- _DATASET RECORDS_:
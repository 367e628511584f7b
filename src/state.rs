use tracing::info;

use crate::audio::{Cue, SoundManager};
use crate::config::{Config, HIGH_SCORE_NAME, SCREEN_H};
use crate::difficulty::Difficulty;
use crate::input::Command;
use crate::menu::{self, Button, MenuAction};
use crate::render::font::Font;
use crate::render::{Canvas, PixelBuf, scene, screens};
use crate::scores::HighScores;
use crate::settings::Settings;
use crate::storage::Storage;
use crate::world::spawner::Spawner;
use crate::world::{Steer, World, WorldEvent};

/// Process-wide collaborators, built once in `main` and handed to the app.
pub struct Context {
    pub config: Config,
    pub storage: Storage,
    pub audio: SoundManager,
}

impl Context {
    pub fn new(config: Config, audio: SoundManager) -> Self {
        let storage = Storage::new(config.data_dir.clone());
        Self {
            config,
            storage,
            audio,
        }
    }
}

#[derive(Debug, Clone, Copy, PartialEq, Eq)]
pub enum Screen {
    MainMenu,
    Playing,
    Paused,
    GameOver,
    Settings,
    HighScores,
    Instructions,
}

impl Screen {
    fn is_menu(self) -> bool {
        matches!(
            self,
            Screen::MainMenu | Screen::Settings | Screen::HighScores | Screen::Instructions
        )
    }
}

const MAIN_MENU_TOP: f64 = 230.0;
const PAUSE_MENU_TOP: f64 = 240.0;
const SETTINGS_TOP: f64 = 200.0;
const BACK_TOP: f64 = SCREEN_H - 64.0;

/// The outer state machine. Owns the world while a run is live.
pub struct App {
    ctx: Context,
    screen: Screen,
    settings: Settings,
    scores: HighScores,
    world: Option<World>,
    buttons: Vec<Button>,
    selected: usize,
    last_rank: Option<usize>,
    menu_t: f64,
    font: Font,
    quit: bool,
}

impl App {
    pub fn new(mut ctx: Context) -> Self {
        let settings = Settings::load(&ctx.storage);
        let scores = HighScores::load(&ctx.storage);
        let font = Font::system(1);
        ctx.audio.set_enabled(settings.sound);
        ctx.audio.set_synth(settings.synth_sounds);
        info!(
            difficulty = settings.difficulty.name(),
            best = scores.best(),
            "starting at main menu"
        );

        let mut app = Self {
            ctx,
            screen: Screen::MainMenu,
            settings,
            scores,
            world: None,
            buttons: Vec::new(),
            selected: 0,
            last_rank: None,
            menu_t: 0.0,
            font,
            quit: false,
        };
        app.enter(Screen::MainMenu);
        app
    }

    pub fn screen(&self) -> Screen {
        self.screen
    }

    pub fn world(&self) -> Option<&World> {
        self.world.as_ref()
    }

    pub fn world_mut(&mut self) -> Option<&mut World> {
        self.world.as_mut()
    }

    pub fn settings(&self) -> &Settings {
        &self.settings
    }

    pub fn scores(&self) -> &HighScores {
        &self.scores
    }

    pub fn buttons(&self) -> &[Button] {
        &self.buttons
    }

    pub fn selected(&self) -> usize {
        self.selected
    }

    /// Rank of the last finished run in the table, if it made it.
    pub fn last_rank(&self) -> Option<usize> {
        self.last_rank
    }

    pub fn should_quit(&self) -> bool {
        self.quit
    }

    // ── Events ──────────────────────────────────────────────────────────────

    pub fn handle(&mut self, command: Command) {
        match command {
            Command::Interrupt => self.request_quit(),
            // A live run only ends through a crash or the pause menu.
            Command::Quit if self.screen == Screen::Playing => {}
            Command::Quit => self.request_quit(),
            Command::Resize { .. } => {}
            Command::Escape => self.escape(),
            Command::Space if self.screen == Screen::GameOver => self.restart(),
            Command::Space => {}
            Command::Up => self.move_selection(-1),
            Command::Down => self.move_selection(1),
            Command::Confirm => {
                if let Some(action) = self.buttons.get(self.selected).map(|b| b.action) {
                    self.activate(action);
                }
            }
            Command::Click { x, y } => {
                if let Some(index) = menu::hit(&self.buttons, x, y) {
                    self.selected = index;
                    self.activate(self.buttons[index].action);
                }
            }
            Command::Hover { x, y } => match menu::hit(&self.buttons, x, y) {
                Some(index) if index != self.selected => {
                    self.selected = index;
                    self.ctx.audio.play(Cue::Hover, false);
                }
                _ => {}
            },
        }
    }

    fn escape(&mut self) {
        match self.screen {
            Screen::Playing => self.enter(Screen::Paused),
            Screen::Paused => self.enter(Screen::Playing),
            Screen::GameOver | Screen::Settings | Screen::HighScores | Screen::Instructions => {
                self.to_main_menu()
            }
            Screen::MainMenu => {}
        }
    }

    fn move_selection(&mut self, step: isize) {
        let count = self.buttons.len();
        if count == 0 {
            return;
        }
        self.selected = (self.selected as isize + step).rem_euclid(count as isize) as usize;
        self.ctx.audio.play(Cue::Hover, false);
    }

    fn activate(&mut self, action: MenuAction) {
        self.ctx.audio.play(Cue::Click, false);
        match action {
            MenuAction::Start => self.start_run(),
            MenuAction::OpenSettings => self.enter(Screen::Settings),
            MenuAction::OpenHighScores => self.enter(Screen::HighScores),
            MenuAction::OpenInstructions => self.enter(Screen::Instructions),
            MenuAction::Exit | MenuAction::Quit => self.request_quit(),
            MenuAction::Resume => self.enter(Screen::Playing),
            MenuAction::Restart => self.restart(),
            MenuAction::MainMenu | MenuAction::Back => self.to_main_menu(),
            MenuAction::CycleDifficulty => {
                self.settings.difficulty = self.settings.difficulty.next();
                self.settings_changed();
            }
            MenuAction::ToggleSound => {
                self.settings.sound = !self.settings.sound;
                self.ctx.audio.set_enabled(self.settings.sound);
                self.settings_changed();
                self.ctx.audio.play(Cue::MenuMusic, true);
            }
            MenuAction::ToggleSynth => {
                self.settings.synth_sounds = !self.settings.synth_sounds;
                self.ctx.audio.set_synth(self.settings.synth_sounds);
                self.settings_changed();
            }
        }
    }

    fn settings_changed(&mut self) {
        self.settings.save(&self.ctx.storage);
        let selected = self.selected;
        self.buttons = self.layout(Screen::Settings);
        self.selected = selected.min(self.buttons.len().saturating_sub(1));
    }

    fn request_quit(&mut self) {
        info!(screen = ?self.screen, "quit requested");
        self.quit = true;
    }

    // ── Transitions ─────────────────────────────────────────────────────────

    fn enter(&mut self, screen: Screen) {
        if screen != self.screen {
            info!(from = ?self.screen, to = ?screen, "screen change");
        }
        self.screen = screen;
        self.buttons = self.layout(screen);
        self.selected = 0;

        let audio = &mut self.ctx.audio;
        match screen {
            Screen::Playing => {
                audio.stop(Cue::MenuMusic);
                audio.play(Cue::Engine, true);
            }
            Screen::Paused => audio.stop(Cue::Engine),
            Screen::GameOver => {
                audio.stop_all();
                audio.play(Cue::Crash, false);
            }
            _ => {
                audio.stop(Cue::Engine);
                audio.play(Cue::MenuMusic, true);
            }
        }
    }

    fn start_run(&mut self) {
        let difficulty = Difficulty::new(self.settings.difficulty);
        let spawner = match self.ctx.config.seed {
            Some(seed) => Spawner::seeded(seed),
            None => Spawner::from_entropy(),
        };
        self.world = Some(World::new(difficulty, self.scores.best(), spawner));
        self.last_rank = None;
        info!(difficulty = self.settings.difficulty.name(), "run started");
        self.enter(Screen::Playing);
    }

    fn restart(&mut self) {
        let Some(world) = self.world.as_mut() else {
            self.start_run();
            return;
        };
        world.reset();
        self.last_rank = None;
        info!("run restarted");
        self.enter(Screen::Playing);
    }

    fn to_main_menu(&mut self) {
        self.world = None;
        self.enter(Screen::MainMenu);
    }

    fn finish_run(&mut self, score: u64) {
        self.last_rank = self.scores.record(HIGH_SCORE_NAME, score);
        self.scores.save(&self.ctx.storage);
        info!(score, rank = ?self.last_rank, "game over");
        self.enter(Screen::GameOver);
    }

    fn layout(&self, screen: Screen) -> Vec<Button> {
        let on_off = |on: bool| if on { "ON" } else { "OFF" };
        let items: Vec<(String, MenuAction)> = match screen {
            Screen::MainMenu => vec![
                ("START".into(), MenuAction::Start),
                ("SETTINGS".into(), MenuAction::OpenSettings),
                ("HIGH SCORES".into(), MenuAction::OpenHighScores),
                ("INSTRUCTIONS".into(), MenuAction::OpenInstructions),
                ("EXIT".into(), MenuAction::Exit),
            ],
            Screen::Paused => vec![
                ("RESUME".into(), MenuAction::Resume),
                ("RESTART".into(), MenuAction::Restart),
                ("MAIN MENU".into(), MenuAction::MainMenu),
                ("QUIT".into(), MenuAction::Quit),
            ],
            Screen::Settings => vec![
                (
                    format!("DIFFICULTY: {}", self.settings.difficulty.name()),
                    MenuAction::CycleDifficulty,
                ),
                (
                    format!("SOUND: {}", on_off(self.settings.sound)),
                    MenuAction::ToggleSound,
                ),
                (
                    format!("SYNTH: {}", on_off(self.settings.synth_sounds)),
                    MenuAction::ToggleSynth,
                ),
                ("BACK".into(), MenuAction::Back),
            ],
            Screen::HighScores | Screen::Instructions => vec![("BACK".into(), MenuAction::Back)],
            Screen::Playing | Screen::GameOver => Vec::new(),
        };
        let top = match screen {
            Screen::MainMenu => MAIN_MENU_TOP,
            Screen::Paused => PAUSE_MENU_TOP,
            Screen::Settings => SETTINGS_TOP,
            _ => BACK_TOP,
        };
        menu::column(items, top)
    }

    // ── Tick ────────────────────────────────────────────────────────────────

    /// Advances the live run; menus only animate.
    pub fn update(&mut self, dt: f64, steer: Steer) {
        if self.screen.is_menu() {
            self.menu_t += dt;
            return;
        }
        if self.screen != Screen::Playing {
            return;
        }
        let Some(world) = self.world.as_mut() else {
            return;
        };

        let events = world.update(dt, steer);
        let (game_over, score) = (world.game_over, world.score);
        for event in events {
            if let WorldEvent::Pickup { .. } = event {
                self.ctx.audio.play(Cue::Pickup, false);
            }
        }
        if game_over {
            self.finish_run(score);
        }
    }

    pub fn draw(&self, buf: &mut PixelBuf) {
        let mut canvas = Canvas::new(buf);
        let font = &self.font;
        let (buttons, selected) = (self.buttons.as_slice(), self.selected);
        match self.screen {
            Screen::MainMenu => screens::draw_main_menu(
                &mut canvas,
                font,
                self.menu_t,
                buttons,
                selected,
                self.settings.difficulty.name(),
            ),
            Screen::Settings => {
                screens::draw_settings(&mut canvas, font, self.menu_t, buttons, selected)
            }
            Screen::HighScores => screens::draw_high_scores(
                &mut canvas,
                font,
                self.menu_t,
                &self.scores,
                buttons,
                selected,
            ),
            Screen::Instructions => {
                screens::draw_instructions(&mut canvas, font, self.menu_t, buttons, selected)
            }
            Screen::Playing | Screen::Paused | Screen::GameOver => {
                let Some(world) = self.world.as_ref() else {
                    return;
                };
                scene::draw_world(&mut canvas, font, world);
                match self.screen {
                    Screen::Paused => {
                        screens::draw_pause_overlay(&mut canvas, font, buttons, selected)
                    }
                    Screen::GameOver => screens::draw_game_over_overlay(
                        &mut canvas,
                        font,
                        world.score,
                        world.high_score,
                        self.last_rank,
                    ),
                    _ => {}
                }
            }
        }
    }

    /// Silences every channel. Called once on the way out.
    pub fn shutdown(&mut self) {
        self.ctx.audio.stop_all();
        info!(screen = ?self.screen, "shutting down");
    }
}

- _HOW TO COMPLETE THIS TASK_: Across the entries above, find each line with the word "Space" and please copy it out.

- _RESULT OF THIS TASK_:
            Command::Space if self.screen == Screen::GameOver => self.restart(),
            Command::Space => {}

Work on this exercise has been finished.